I still cant understand the dynamics of her A or how it has lasted with very minimal physical contact.
I thought I had responded to you having problems in understanding or accepting how it works for her. For you, a "real" A has to include physical contact. For her, OM is is filling some emotional needs. It is real to your W, and EA's are difficult to get over b/c of the fantasy ingredient. It is hard to fight a fantasy in one's head.
I've read many times that men place more importance on the physical side on sex, while women place more importance on the emotional side of it. Whether you see it as being a real R, or not.........it is a real problem in you M! You cannot resolve this problem by trying to get her to see things the way you see them. It just leads her into more resentment. She has to be free to make decisions for herself, without verbal or emotional pressure from you.
I suggest you do not try to convince your W of what is not real, and don't try to reason with her. While her brain is flooded with the affair chemicals and she is showing rebellion.....she is not going to be logical.
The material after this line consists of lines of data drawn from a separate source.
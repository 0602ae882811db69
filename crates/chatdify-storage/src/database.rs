// SPDX-FileCopyrightText: 2026 Chatdify Contributors
// SPDX-License-Identifier: MIT OR Apache-2.0

//! Database connection management with PRAGMA setup, WAL mode, and lifecycle.
//!
//! All writes are serialized through tokio-rusqlite's single background thread.
//! Do NOT create additional Connection instances for writes.

use std::path::Path;

use chatdify_core::BridgeError;
use tracing::debug;

use crate::migrations;

/// Handle to the bridge database.
pub struct Database {
    conn: tokio_rusqlite::Connection,
}

impl Database {
    /// Open (creating if needed) the database in WAL mode and apply migrations.
    pub async fn open(path: &str) -> Result<Self, BridgeError> {
        Self::open_with_wal(path, true).await
    }

    /// Open the database, choosing the journal mode explicitly.
    pub async fn open_with_wal(path: &str, wal_mode: bool) -> Result<Self, BridgeError> {
        if let Some(parent) = Path::new(path).parent()
            && !parent.as_os_str().is_empty()
        {
            std::fs::create_dir_all(parent).map_err(BridgeError::storage)?;
        }

        // Migrations run on a short-lived synchronous connection before the
        // async writer thread starts.
        let setup_path = path.to_string();
        tokio::task::spawn_blocking(move || -> Result<(), BridgeError> {
            let mut conn = rusqlite::Connection::open(&setup_path).map_err(BridgeError::storage)?;
            apply_pragmas(&conn, wal_mode).map_err(BridgeError::storage)?;
            migrations::run_migrations(&mut conn)
        })
        .await
        .map_err(|e| BridgeError::Internal(format!("migration task failed: {e}")))??;

        let conn = tokio_rusqlite::Connection::open(path)
            .await
            .map_err(|e| BridgeError::Storage {
                source: Box::new(e),
            })?;
        conn.call(move |conn| apply_pragmas(conn, wal_mode))
            .await
            .map_err(map_tr_err)?;

        debug!(path, wal_mode, "database opened");
        Ok(Self { conn })
    }

    /// The underlying async connection.
    pub fn connection(&self) -> &tokio_rusqlite::Connection {
        &self.conn
    }

    /// Checkpoint the WAL and close the connection.
    pub async fn close(self) -> Result<(), BridgeError> {
        self.conn
            .call(|conn| -> Result<(), rusqlite::Error> {
                conn.execute_batch("PRAGMA wal_checkpoint(TRUNCATE);")
            })
            .await
            .map_err(map_tr_err)?;
        self.conn
            .close()
            .await
            .map_err(|e| BridgeError::storage(e.to_string()))
    }
}

fn apply_pragmas(conn: &rusqlite::Connection, wal_mode: bool) -> Result<(), rusqlite::Error> {
    if wal_mode {
        conn.execute_batch("PRAGMA journal_mode = WAL;")?;
    }
    conn.execute_batch(
        "PRAGMA synchronous = NORMAL;
         PRAGMA foreign_keys = ON;
         PRAGMA busy_timeout = 5000;",
    )
}

/// Map a tokio-rusqlite error into the bridge storage error.
///
/// Also pins the closure error type of `Connection::call` to `rusqlite::Error`.
pub(crate) fn map_tr_err(e: tokio_rusqlite::Error<rusqlite::Error>) -> BridgeError {
    BridgeError::Storage {
        source: Box::new(e),
    }
}

/// Current time in epoch milliseconds, the unit of every lease and schedule column.
pub(crate) fn now_millis() -> i64 {
    chrono::Utc::now().timestamp_millis()
}

/// `now + delay` in epoch milliseconds, saturating on absurd delays.
pub(crate) fn millis_after(delay: std::time::Duration) -> i64 {
    let delay = i64::try_from(delay.as_millis()).unwrap_or(i64::MAX);
    now_millis().saturating_add(delay)
}
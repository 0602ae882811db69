// SPDX-FileCopyrightText: 2026 Chatdify Contributors
// SPDX-License-Identifier: MIT OR Apache-2.0

//! SQLite persistence for the bridge.
//!
//! Provides WAL-mode SQLite storage with embedded migrations, a single-writer
//! concurrency model via `tokio-rusqlite`, the conversation state store with
//! atomic lease and status updates, and a durable retrying task queue.

pub mod adapter;
pub mod database;
pub mod migrations;
pub mod queries;

pub use adapter::SqliteStorage;
pub use database::Database;
// SPDX-FileCopyrightText: 2026 Chatdify Contributors
// SPDX-License-Identifier: MIT OR Apache-2.0

//! Test utilities for chatdify integration tests.
//!
//! Provides mock adapters and test harness infrastructure for fast,
//! deterministic tests without a Chatwoot or Dify instance.
//!
//! # Components
//!
//! - [`MockChatwoot`] - Mock conversation gateway with call recording and fault injection
//! - [`MockDify`] - Mock completion provider with queued responses
//! - [`TestHarness`] - Full bridge over temp SQLite with both mocks

pub mod harness;
pub mod mock_chatwoot;
pub mod mock_dify;

pub use harness::{payloads, TestHarness, TestHarnessBuilder};
pub use mock_chatwoot::{ChatwootCall, Fault, MockChatwoot};
pub use mock_dify::MockDify;
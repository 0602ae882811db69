// SPDX-FileCopyrightText: 2026 Chatdify Contributors
// SPDX-License-Identifier: MIT OR Apache-2.0

//! AI completion capability (Dify).

use async_trait::async_trait;

use crate::error::BridgeError;
use crate::traits::adapter::PluginAdapter;
use crate::types::{AIResponse, ConversationContext};

/// Produces an [`AIResponse`] for an assembled conversation context.
#[async_trait]
pub trait CompletionProvider: PluginAdapter {
    /// Request a completion in blocking mode.
    async fn complete(&self, context: &ConversationContext) -> Result<AIResponse, BridgeError>;

    /// Drop the backend's memory of a conversation.
    async fn delete_conversation(&self, backend_conversation_id: &str) -> Result<(), BridgeError>;
}
// SPDX-FileCopyrightText: 2026 Chatdify Contributors
// SPDX-License-Identifier: MIT OR Apache-2.0

//! Types describing units of work on the durable task queue.

use std::time::Duration;

use serde::{Deserialize, Serialize};
use strum::{Display, EnumString};

/// Queue-assigned task identifier.
pub type TaskId = i64;

/// Lifecycle status of a queued task.
#[derive(Debug, Clone, Copy, PartialEq, Eq, Hash, Serialize, Deserialize, Display, EnumString)]
#[strum(serialize_all = "snake_case")]
#[serde(rename_all = "snake_case")]
pub enum TaskStatus {
    Pending,
    Processing,
    Completed,
    Failed,
}

/// A request to enqueue work.
#[derive(Debug, Clone, PartialEq, Eq)]
pub struct TaskRequest {
    pub task_name: String,
    pub payload: String,
    /// Duplicate keys are refused while the first task exists.
    pub idempotency_key: Option<String>,
    /// Earliest start, relative to now.
    pub delay: Duration,
}

impl TaskRequest {
    pub fn new(task_name: impl Into<String>, payload: impl Into<String>) -> Self {
        Self {
            task_name: task_name.into(),
            payload: payload.into(),
            idempotency_key: None,
            delay: Duration::ZERO,
        }
    }

    pub fn with_idempotency_key(mut self, key: impl Into<String>) -> Self {
        self.idempotency_key = Some(key.into());
        self
    }

    pub fn with_delay(mut self, delay: Duration) -> Self {
        self.delay = delay;
        self
    }
}

/// A task claimed by a worker.
#[derive(Debug, Clone, PartialEq, Eq, Serialize, Deserialize)]
pub struct QueuedTask {
    pub id: TaskId,
    pub task_name: String,
    pub payload: String,
    /// Failed attempts so far (not counting the current one).
    pub attempts: u32,
    /// Times the task was pushed back because of a lease conflict.
    pub deferrals: u32,
    pub max_attempts: u32,
}

/// What `fail` did with the task.
#[derive(Debug, Clone, Copy, PartialEq, Eq)]
pub enum FailOutcome {
    /// Back to pending, will run again after the retry delay.
    Retrying { attempts: u32 },
    /// Terminally failed; surfaces for manual follow-up.
    Dead { attempts: u32 },
}

/// Stored view of a task, for inspection and the result store.
#[derive(Debug, Clone, PartialEq, Eq, Serialize, Deserialize)]
pub struct TaskRecord {
    pub id: TaskId,
    pub task_name: String,
    pub status: TaskStatus,
    pub attempts: u32,
    pub deferrals: u32,
    pub last_error: Option<String>,
    pub result: Option<String>,
    pub updated_at: String,
}

/// Counts of tasks by status.
#[derive(Debug, Clone, Copy, Default, PartialEq, Eq, Serialize, Deserialize)]
pub struct QueueStats {
    pub pending: u64,
    pub processing: u64,
    pub completed: u64,
    pub failed: u64,
}
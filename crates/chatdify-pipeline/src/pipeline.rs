// SPDX-FileCopyrightText: 2026 Chatdify Contributors
// SPDX-License-Identifier: MIT OR Apache-2.0

//! The dispatch pipeline: one run per queued event.
//!
//! A run walks `received -> normalized -> deduplicated -> ai_requested ->
//! ai_completed -> mutations_applied -> finalized`, or ends in `failed`.
//! All coordination between concurrent runs goes through the
//! [`ConversationStore`]: the AI lease for mutual exclusion, the processed
//! event set for idempotency, and the content slot for the
//! later-received-wins tie-break.

use std::collections::BTreeSet;
use std::future::Future;
use std::sync::Arc;
use std::time::Duration;

use chatdify_config::model::ChatdifyConfig;
use chatdify_core::{
    is_allowed_transition, AIResponse, Assignee, BridgeError, CompletionProvider, ConversationGateway,
    ConversationId, ConversationState, ConversationStatus, ConversationStore, ErrorClass,
    EventType, GatewayErrorKind, InboundEvent, StatusPolicy,
};
use strum::Display;
use tracing::{debug, info, warn};
use uuid::Uuid;

use crate::context;
use crate::retry::RetryPolicy;
use crate::teams::TeamDirectory;

/// States of a single pipeline run.
#[derive(Debug, Clone, Copy, PartialEq, Eq, Display)]
#[strum(serialize_all = "snake_case")]
pub enum RunState {
    Received,
    Normalized,
    Deduplicated,
    AiRequested,
    AiCompleted,
    MutationsApplied,
    Finalized,
    Failed,
}

/// Why a conversation was handed to humans.
#[derive(Debug, Clone, Copy, PartialEq, Eq, Display)]
#[strum(serialize_all = "snake_case")]
pub enum EscalationReason {
    /// The AI asked for a human.
    Requested,
    /// The AI answer could not be interpreted.
    UnparsableResponse,
    /// The run failed for good and the conversation needs a human signal.
    Failure,
}

/// Why a run did nothing.
#[derive(Debug, Clone, Copy, PartialEq, Eq, Display)]
#[strum(serialize_all = "snake_case")]
pub enum SkipReason {
    AlreadyProcessed,
    StatusSynced,
    NoAction,
    ConversationGone,
}

#[derive(Debug, Clone, PartialEq, Eq)]
pub enum RunOutcome {
    /// AI reply and its suggestions were applied.
    Finalized,
    Escalated { reason: EscalationReason },
    Skipped { reason: SkipReason },
    /// A run for a later message already applied content.
    Superseded,
    /// The lease was taken over by a newer run; nothing was applied.
    Abandoned,
    /// Some mutations exhausted their retries. Applied ones stand.
    Partial { failed: Vec<String> },
}

impl std::fmt::Display for RunOutcome {
    fn fmt(&self, f: &mut std::fmt::Formatter<'_>) -> std::fmt::Result {
        match self {
            RunOutcome::Finalized => write!(f, "finalized"),
            RunOutcome::Escalated { reason } => write!(f, "escalated({reason})"),
            RunOutcome::Skipped { reason } => write!(f, "skipped({reason})"),
            RunOutcome::Superseded => write!(f, "superseded"),
            RunOutcome::Abandoned => write!(f, "abandoned"),
            RunOutcome::Partial { failed } => write!(f, "failed(partial: {})", failed.join(", ")),
        }
    }
}

#[derive(Debug, Clone, PartialEq, Eq)]
pub struct FailedMutation {
    pub mutation: &'static str,
    pub error: String,
}

/// Chatwoot mutations attempted by a run.
#[derive(Debug, Clone, Default, PartialEq, Eq)]
pub struct MutationReport {
    pub applied: Vec<&'static str>,
    pub failed: Vec<FailedMutation>,
}

impl MutationReport {
    pub fn is_clean(&self) -> bool {
        self.failed.is_empty()
    }

    fn failed_names(&self) -> Vec<String> {
        self.failed.iter().map(|f| f.mutation.to_string()).collect()
    }
}

#[derive(Debug, Clone, PartialEq, Eq)]
pub struct RunReport {
    pub conversation_id: ConversationId,
    pub event_id: String,
    pub state: RunState,
    pub outcome: RunOutcome,
    pub mutations: MutationReport,
}

/// Where escalated conversations go.
#[derive(Debug, Clone, Default)]
pub struct EscalationSettings {
    pub label: String,
    pub assignee_id: Option<i64>,
    pub team_id: Option<i64>,
    pub team_name: Option<String>,
}

#[derive(Debug, Clone)]
pub struct PipelineSettings {
    pub lease: Duration,
    pub context_messages: usize,
    pub escalation: EscalationSettings,
    pub mutation_retry: RetryPolicy,
    pub team_cache_ttl: Duration,
}

impl PipelineSettings {
    pub fn from_config(config: &ChatdifyConfig) -> Self {
        Self {
            lease: Duration::from_secs(config.queue.lease_secs),
            context_messages: config.pipeline.context_messages,
            escalation: EscalationSettings {
                label: config.pipeline.escalation_label.clone(),
                assignee_id: config.pipeline.escalation_assignee_id,
                team_id: config.pipeline.escalation_team_id,
                team_name: config.pipeline.escalation_team_name.clone(),
            },
            mutation_retry: RetryPolicy::for_mutations(&config.pipeline),
            team_cache_ttl: Duration::from_secs(config.pipeline.team_cache_ttl_secs),
        }
    }
}

/// Tracks and logs the state of one run.
struct Run<'e> {
    event: &'e InboundEvent,
    state: RunState,
}

impl<'e> Run<'e> {
    fn new(event: &'e InboundEvent) -> Self {
        Self {
            event,
            state: RunState::Received,
        }
    }

    fn advance(&mut self, next: RunState) {
        debug!(
            conversation_id = self.event.conversation_id,
            event_id = %self.event.event_id,
            from = %self.state,
            to = %next,
            "run state"
        );
        self.state = next;
    }

    fn finish(&mut self, outcome: RunOutcome, mutations: MutationReport) -> RunReport {
        let terminal = match outcome {
            RunOutcome::Partial { .. } | RunOutcome::Abandoned => RunState::Failed,
            _ => RunState::Finalized,
        };
        self.advance(terminal);
        info!(
            conversation_id = self.event.conversation_id,
            event_id = %self.event.event_id,
            outcome = %outcome,
            "run finished"
        );
        RunReport {
            conversation_id: self.event.conversation_id,
            event_id: self.event.event_id.clone(),
            state: self.state,
            outcome,
            mutations,
        }
    }
}

/// Orchestrates state store, completion provider, and Chatwoot gateway.
pub struct DispatchPipeline {
    store: Arc<dyn ConversationStore>,
    gateway: Arc<dyn ConversationGateway>,
    completion: Arc<dyn CompletionProvider>,
    teams: Arc<TeamDirectory>,
    policy: StatusPolicy,
    settings: PipelineSettings,
}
Scary thought, huh? So, if you can't appeal to her logic or emotionally pressure her......what options do you have? Start living by the detaching guidelines by Peanut. Fill in your calendar every week with GAL activities. Stop watching her so closely and trying to interrupt her actions. Men can't figure women out when we are sane.......so why think you have a chance when we are insane?
It is not about what you feel should work in your M. It is about doing the work that gets the right results. Do what works!